In a mind-control experiment that demonstrates the strengths of new neuroscience tools, Massachusetts Institute of Technology researchers planted a false memory in the mind of a mouse.
Susumu Tonagawa, a neuroscientist at the Massachusetts Institute of Technology and his team used a technique known as optogenetics, which allows the fine control of individual brain cells. They engineered brain cells in the mouse hippocampus, a part of the brain known to be involved in forming memories, to express the gene for a protein called channelrhodopsin.
Researchers triggered specific brain cells with light. Then they were able to make the mouse recall something that had never occurred—having its foot painfully zapped when in the familiar red chamber—and react in fear exactly like it would have in response to a real memory.

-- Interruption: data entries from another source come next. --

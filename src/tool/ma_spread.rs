use std::{fmt::Display, str::FromStr};

use rust_decimal::Decimal;
use serde::{Deserialize, Serialize};

use crate::{
    ConfigError, IndicatorConfig, Ma, MaConfig, MarketData, Ohlcv, Price, Result,
    Snapshot, SnapshotStore, SpreadSnapshot, Tool,
    condition::{Comparison, Diff},
    validate_distinct,
};

/// Which moving average the spread is measured from.
#[derive(PartialEq, Eq, Hash, Clone, Copy, Default, Debug, Serialize, Deserialize)]
#[serde(rename_all = "lowercase", try_from = "String")]
pub enum SpreadBase {
    #[default]
    Ma1,
    Ma2,
}

impl SpreadBase {
    #[must_use]
    pub fn as_str(self) -> &'static str {
        match self {
            Self::Ma1 => "ma1",
            Self::Ma2 => "ma2",
        }
    }

    /// Orders `(ma1, ma2)` as `(base, other)`.
    #[inline]
    #[must_use]
    pub fn order(self, ma1: Price, ma2: Price) -> (Price, Price) {
        match self {
            Self::Ma1 => (ma1, ma2),
            Self::Ma2 => (ma2, ma1),
        }
    }
}

impl Display for SpreadBase {
    fn fmt(&self, f: &mut std::fmt::Formatter<'_>) -> std::fmt::Result {
        f.write_str(self.as_str())
    }
}

impl FromStr for SpreadBase {
    type Err = ConfigError;

    fn from_str(s: &str) -> Result<Self, Self::Err> {
        match s {
            "ma1" => Ok(Self::Ma1),
            "ma2" => Ok(Self::Ma2),
            _ => Err(ConfigError::InvalidSpreadBase(s.to_owned())),
        }
    }
}

impl TryFrom<String> for SpreadBase {
    type Error = ConfigError;

    fn try_from(value: String) -> Result<Self, Self::Error> {
        value.parse()
    }
}

/// Configuration of a [`MaSpreadTool`].
///
/// ```json
/// {
///   "ma1": { "maType": "ema", "period": 12, "price": "close" },
///   "ma2": { "maType": "ema", "period": 26, "price": "close" },
///   "base": "ma2",
///   "diff": { "measure": "percent" },
///   "comparison": { "relation": "above" },
///   "value": "0.5"
/// }
/// ```
#[derive(PartialEq, Eq, Clone, Debug, Serialize, Deserialize)]
#[serde(rename_all = "camelCase")]
pub struct MaSpreadToolConfig {
    pub ma1: MaConfig,
    pub ma2: MaConfig,
    #[serde(default)]
    pub base: SpreadBase,
    #[serde(default)]
    pub diff: Diff,
    #[serde(default)]
    pub comparison: Comparison,
    pub value: Decimal,
}

impl MaSpreadToolConfig {
    /// # Errors
    ///
    /// The first [`ConfigError`] found in either average or the
    /// comparison, or [`ConfigError::SamePeriodMas`] when both averages
    /// would read the same window.
    pub fn validate(&self) -> Result<(), ConfigError> {
        self.build_mas().map(|_| ())
    }

    fn build_mas(&self) -> Result<(Ma, Ma), ConfigError> {
        self.ma1.validate()?;
        self.ma2.validate()?;
        self.comparison.validate()?;

        let ma1 = self.ma1.build()?;
        let ma2 = self.ma2.build()?;
        validate_distinct(&ma1, &ma2)?;

        Ok((ma1, ma2))
    }
}

/// Compares the spread between two moving averages with a threshold.
///
/// The spread is measured from the configured base average with the
/// configured [`Diff`]; the condition holds when
/// `spread <relation> value`.
#[derive(Clone, Debug)]
pub struct MaSpreadTool {
    config: MaSpreadToolConfig,
    ma1: Ma,
    ma2: Ma,
    snapshots: SnapshotStore<SpreadSnapshot>,
}

impl MaSpreadTool {
    #[must_use]
    pub fn config(&self) -> &MaSpreadToolConfig {
        &self.config
    }
}

impl Tool for MaSpreadTool {
    type Config = MaSpreadToolConfig;
    type Data = SpreadSnapshot;

    fn new(config: MaSpreadToolConfig) -> Result<Self> {
        let (ma1, ma2) = config.build_mas()?;

        tracing::debug!(%ma1, %ma2, base = %config.base, "moving average spread tool built");

        Ok(Self {
            config,
            ma1,
            ma2,
            snapshots: SnapshotStore::new(),
        })
    }

    fn validate(&self) -> Result<(), ConfigError> {
        self.config.validate()
    }

    #[inline]
    fn candles_count(&self) -> usize {
        self.ma1.candles_count().max(self.ma2.candles_count())
    }

    fn evaluate<B: Ohlcv>(&self, market: &MarketData<'_, B>) -> Result<Snapshot<SpreadSnapshot>> {
        let ma1 = self.ma1.calc(market.candles)?;
        let ma2 = self.ma2.calc(market.candles)?;

        let (base, other) = self.config.base.order(ma1, ma2);
        let spread = self.config.diff.calc(base, other)?;
        let met = self.config.comparison.evaluate(spread, self.config.value)?;

        Ok(Snapshot::new(met, SpreadSnapshot { spread, ma1, ma2 }))
    }

    fn conditions_met<B: Ohlcv>(&mut self, market: &MarketData<'_, B>) -> Result<bool> {
        let outcome = self.evaluate(market);
        self.snapshots.record(outcome)
    }

    fn snapshot(&self) -> &Snapshot<SpreadSnapshot> {
        self.snapshots.last()
    }
}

Aye, when it comes to animals, the experiments are never nice.
The study, published Thursday in the journal Science, also provides further evidence that memories are stored in networks of neurons that form memory traces for each experience we have — a phenomenon that Tonegawa’s lab first demonstrated last year.
“Whether it’s a false or genuine memory, the brain’s neural mechanism underlying the recall of the memory is the same,” says Susumu Tonegawa.
Scientists hope the work will lead to new insights into how memories are shaped and help them delve deeper into of one of the most difficult and troubling aspects of human memory—its unreliability.
I think it’s time to ready our aluminium foil hats.